Lines of the material that include the word "math" are to be counted; only their number should be given.

### TASK INPUT
——

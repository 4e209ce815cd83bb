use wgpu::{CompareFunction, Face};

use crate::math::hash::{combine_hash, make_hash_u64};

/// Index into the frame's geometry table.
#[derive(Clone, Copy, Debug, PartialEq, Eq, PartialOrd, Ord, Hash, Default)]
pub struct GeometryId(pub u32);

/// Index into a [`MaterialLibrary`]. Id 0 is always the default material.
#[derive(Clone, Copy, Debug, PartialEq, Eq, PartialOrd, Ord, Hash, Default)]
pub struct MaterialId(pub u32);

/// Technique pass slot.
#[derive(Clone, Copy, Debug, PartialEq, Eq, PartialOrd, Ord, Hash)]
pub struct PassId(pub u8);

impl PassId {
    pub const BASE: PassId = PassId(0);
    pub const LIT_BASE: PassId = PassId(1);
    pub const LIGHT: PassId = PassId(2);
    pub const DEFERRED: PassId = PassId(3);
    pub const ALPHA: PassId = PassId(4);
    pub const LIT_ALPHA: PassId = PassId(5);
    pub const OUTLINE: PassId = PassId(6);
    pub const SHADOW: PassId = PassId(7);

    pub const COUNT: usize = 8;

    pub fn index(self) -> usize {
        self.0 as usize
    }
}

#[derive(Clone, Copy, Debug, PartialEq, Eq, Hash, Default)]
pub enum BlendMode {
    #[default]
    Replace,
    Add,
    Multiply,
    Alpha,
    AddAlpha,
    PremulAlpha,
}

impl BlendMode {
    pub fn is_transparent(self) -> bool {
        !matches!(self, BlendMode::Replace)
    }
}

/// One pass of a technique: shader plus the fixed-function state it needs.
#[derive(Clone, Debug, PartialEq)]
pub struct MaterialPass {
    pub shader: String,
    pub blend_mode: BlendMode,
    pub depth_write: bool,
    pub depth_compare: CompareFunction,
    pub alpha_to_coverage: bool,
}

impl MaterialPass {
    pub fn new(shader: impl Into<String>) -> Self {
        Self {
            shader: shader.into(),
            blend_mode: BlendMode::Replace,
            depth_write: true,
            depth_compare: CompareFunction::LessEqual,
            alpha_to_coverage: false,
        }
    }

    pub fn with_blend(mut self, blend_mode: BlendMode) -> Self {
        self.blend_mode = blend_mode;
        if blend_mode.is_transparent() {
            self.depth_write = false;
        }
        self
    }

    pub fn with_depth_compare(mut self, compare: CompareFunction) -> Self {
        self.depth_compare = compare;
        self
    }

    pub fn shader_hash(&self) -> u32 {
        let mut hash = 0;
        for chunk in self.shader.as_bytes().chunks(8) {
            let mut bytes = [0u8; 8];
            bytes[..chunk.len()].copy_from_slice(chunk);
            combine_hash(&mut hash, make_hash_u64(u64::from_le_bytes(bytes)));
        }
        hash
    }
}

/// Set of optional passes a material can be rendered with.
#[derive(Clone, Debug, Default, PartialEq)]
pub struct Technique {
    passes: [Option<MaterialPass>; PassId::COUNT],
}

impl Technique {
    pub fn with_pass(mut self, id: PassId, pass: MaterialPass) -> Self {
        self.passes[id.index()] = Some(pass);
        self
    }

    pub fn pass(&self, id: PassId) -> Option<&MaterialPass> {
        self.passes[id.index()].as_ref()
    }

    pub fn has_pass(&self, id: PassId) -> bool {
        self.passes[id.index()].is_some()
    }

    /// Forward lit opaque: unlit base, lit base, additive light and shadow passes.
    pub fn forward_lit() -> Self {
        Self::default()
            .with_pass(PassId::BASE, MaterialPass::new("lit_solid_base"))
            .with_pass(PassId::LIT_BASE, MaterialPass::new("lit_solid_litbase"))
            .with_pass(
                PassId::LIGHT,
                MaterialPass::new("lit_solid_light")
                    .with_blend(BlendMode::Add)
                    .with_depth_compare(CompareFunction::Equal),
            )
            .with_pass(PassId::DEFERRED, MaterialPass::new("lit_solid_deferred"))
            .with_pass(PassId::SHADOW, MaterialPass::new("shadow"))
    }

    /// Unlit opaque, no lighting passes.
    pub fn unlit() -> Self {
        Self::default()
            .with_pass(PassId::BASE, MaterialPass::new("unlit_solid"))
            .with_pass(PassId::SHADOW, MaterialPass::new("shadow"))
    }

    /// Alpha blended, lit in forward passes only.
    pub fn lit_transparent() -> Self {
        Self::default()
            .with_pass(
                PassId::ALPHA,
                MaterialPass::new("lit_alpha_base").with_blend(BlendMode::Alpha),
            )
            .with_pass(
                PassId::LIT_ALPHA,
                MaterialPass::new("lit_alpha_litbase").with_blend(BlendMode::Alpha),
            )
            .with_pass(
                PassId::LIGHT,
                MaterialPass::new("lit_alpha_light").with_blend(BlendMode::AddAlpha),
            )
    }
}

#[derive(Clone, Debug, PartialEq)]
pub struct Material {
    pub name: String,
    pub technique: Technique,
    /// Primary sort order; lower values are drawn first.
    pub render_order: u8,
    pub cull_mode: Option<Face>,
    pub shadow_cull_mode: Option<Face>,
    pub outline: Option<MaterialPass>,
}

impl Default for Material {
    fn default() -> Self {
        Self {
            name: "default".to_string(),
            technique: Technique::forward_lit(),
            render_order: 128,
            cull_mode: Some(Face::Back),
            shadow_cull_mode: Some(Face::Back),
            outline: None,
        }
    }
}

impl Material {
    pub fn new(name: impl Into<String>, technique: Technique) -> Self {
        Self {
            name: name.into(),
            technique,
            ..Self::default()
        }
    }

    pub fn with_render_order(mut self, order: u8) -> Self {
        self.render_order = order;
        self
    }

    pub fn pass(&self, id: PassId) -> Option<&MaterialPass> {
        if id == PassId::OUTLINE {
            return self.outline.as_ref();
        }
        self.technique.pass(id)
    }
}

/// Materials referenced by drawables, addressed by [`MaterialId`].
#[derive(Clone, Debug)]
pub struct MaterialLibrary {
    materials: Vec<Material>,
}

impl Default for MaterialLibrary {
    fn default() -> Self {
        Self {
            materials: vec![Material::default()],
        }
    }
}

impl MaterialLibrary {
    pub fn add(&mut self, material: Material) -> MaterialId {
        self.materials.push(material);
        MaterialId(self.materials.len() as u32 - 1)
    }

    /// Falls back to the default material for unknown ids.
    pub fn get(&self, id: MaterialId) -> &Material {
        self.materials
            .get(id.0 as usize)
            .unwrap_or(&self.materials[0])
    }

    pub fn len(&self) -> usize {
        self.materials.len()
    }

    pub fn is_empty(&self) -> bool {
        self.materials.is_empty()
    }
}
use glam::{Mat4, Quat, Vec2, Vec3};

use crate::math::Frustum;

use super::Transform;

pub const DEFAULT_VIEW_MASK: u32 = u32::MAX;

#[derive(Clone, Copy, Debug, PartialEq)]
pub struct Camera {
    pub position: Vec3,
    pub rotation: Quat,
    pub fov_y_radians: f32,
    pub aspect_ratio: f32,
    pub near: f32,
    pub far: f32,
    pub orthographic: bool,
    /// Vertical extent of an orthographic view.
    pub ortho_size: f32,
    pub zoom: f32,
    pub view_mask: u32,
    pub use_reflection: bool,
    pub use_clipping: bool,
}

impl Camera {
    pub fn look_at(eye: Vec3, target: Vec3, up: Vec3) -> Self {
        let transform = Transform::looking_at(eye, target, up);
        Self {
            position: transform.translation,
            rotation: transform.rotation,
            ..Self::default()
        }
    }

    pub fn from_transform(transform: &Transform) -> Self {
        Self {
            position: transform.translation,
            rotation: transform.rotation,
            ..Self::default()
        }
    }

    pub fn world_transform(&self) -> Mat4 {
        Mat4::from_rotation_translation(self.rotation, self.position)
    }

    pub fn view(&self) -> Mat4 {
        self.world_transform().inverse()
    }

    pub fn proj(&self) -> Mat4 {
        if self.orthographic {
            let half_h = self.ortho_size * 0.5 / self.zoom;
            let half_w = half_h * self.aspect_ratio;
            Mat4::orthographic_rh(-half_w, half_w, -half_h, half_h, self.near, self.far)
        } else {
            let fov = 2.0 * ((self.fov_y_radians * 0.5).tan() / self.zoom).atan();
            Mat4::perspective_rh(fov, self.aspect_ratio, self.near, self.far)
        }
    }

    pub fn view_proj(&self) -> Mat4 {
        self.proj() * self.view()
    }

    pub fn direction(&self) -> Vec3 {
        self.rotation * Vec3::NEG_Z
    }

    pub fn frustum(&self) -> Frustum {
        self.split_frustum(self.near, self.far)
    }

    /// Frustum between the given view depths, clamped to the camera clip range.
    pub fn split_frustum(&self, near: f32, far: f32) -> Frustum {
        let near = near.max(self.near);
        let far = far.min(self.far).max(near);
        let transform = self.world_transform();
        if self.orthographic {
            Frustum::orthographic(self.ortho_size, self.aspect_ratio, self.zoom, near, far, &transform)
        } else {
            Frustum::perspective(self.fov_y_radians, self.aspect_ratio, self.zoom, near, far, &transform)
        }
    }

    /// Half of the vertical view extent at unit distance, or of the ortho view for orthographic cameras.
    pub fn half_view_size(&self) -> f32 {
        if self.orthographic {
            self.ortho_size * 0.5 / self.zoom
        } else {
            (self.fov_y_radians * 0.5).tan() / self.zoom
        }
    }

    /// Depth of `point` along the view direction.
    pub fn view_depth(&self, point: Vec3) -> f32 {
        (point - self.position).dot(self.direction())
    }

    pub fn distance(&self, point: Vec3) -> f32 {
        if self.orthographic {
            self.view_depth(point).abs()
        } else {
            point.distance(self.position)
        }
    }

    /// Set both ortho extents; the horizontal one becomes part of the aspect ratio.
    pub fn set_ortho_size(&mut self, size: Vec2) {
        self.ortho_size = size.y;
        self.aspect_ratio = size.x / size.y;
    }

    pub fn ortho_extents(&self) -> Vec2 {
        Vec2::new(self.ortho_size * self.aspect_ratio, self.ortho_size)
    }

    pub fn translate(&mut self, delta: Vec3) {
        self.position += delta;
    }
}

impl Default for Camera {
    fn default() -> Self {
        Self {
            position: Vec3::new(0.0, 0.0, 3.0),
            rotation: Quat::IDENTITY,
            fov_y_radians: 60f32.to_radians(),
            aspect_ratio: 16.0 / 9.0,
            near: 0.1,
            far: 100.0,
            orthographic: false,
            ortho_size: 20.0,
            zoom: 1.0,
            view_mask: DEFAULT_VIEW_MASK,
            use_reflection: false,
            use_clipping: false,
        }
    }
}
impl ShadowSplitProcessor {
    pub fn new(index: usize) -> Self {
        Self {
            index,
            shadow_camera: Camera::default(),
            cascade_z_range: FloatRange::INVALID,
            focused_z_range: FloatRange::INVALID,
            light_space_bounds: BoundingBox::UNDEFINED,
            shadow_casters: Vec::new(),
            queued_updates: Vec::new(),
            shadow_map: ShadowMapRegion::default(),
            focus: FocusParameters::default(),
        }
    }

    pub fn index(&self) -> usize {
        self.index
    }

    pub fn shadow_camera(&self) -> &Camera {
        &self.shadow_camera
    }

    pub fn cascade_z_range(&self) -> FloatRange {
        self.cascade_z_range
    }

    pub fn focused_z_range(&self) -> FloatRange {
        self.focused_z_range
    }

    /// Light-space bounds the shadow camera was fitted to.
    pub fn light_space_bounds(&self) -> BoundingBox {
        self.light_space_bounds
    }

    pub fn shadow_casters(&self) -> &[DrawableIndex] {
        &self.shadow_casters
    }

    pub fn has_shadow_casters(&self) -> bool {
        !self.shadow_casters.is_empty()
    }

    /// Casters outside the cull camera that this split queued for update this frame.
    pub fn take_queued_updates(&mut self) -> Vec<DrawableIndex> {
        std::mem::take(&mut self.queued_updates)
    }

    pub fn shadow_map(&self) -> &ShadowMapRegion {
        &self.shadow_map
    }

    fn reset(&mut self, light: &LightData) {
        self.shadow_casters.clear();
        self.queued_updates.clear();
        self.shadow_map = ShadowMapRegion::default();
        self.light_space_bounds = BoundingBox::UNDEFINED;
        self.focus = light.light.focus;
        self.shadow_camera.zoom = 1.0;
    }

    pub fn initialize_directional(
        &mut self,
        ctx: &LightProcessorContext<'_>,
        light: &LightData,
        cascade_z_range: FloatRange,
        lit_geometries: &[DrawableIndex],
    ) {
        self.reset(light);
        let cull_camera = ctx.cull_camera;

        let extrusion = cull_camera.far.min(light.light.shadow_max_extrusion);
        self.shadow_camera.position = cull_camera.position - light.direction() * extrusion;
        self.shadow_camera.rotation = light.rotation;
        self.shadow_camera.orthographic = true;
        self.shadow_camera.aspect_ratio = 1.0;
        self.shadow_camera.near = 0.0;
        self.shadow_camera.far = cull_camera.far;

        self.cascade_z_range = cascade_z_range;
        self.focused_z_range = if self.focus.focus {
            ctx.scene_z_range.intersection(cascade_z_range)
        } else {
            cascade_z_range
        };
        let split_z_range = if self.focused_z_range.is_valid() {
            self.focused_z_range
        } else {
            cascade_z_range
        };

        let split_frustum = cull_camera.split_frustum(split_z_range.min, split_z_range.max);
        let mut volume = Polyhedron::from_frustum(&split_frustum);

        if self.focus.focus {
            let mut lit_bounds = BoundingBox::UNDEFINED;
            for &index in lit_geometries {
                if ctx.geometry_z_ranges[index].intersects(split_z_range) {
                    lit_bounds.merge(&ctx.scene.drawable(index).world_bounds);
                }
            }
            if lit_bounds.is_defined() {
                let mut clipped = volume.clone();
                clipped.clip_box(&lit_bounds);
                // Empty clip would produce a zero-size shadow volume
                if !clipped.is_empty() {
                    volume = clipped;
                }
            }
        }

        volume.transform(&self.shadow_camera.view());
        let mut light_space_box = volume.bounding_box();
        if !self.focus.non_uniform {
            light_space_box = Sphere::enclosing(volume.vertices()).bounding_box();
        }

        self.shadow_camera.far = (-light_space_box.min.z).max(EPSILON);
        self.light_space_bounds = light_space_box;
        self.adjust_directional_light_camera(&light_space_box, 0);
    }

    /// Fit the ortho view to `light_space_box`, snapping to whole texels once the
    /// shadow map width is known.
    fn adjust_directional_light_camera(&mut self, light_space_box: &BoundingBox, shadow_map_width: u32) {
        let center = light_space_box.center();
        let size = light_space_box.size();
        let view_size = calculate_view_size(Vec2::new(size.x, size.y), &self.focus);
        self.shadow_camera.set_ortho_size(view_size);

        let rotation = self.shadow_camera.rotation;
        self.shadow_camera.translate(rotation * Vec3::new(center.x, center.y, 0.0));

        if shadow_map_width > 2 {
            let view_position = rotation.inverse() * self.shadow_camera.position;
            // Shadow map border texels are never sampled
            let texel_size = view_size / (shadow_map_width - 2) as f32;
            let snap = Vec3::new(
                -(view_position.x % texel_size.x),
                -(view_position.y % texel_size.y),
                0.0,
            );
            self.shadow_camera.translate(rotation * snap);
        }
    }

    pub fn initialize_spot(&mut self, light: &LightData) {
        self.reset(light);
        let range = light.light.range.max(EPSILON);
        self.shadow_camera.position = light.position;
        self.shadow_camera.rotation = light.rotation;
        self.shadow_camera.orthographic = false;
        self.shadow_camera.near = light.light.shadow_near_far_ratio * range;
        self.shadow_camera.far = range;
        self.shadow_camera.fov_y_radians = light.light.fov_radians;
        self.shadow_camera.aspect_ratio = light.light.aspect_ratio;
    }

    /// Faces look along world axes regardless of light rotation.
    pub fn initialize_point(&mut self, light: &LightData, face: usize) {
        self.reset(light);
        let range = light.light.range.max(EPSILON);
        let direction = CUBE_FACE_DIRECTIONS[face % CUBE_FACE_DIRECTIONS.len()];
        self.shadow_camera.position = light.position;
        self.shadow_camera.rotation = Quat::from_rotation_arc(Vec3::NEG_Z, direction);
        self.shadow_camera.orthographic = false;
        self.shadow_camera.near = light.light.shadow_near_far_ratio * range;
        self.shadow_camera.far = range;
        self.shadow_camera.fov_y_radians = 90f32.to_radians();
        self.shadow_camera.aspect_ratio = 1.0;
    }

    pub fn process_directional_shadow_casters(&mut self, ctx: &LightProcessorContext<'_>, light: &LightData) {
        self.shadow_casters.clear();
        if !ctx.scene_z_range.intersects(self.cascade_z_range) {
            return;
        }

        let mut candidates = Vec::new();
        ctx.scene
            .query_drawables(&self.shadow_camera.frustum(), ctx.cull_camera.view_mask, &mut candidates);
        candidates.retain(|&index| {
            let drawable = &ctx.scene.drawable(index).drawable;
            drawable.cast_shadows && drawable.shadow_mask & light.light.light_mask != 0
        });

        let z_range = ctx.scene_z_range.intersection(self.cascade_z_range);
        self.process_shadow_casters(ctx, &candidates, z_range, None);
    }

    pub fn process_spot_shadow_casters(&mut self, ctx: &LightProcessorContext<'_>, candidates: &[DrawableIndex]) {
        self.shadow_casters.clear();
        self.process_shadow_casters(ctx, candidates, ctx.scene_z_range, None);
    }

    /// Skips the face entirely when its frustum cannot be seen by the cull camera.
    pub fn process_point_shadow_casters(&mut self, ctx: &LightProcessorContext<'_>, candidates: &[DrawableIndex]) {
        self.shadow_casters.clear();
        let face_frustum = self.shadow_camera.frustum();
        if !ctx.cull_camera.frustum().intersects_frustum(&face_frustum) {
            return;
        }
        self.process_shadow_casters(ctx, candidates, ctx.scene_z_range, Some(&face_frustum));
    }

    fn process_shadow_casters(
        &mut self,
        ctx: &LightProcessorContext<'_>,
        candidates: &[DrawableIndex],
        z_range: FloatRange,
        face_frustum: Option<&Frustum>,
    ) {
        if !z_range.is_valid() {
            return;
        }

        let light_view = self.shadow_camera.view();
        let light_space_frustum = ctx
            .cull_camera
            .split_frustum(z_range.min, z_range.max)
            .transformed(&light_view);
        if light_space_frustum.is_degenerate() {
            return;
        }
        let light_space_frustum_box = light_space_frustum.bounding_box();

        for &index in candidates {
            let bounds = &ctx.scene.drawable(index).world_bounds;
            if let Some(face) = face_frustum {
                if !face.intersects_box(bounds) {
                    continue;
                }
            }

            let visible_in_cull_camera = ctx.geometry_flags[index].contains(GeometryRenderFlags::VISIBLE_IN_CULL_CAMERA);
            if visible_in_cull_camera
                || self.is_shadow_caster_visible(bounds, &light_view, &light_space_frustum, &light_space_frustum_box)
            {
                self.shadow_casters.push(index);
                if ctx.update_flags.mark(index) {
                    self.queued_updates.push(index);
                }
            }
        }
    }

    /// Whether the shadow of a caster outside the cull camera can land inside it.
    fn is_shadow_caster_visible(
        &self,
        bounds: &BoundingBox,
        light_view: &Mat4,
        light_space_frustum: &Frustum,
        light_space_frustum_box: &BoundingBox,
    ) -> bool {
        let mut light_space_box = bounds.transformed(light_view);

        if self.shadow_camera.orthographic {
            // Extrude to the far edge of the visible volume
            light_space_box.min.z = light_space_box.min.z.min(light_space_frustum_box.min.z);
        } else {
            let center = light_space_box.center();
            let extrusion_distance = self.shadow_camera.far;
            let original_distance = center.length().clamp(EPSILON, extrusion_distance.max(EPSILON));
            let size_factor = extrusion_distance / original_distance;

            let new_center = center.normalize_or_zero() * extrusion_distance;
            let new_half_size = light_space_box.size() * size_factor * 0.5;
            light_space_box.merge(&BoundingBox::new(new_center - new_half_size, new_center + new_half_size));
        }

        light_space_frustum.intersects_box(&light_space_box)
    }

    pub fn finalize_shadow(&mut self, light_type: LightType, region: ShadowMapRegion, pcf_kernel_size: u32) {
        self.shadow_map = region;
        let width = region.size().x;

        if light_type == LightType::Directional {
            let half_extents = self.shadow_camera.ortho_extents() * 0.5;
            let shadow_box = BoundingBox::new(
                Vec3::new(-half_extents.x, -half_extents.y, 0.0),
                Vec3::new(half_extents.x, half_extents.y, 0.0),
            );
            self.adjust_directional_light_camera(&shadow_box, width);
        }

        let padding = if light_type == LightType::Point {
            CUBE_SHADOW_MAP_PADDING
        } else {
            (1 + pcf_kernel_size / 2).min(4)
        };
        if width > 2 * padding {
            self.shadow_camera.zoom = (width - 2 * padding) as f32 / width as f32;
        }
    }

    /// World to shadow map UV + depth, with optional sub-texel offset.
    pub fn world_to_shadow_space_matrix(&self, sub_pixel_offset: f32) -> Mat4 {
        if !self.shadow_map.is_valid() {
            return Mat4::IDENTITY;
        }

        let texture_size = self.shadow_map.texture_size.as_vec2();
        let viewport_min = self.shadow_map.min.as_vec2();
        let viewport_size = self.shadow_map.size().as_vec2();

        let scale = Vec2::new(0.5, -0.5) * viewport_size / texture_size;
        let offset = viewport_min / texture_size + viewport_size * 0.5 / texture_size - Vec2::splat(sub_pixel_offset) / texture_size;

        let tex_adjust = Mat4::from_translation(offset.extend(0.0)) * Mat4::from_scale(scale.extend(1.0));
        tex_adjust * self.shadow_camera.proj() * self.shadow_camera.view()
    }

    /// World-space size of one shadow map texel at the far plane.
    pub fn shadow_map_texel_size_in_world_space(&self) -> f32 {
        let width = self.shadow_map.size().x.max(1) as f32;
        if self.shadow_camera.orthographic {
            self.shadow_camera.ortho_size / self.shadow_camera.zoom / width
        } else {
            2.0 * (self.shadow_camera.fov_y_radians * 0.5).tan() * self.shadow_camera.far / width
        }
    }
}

——

### FINISHED EXERCISE
2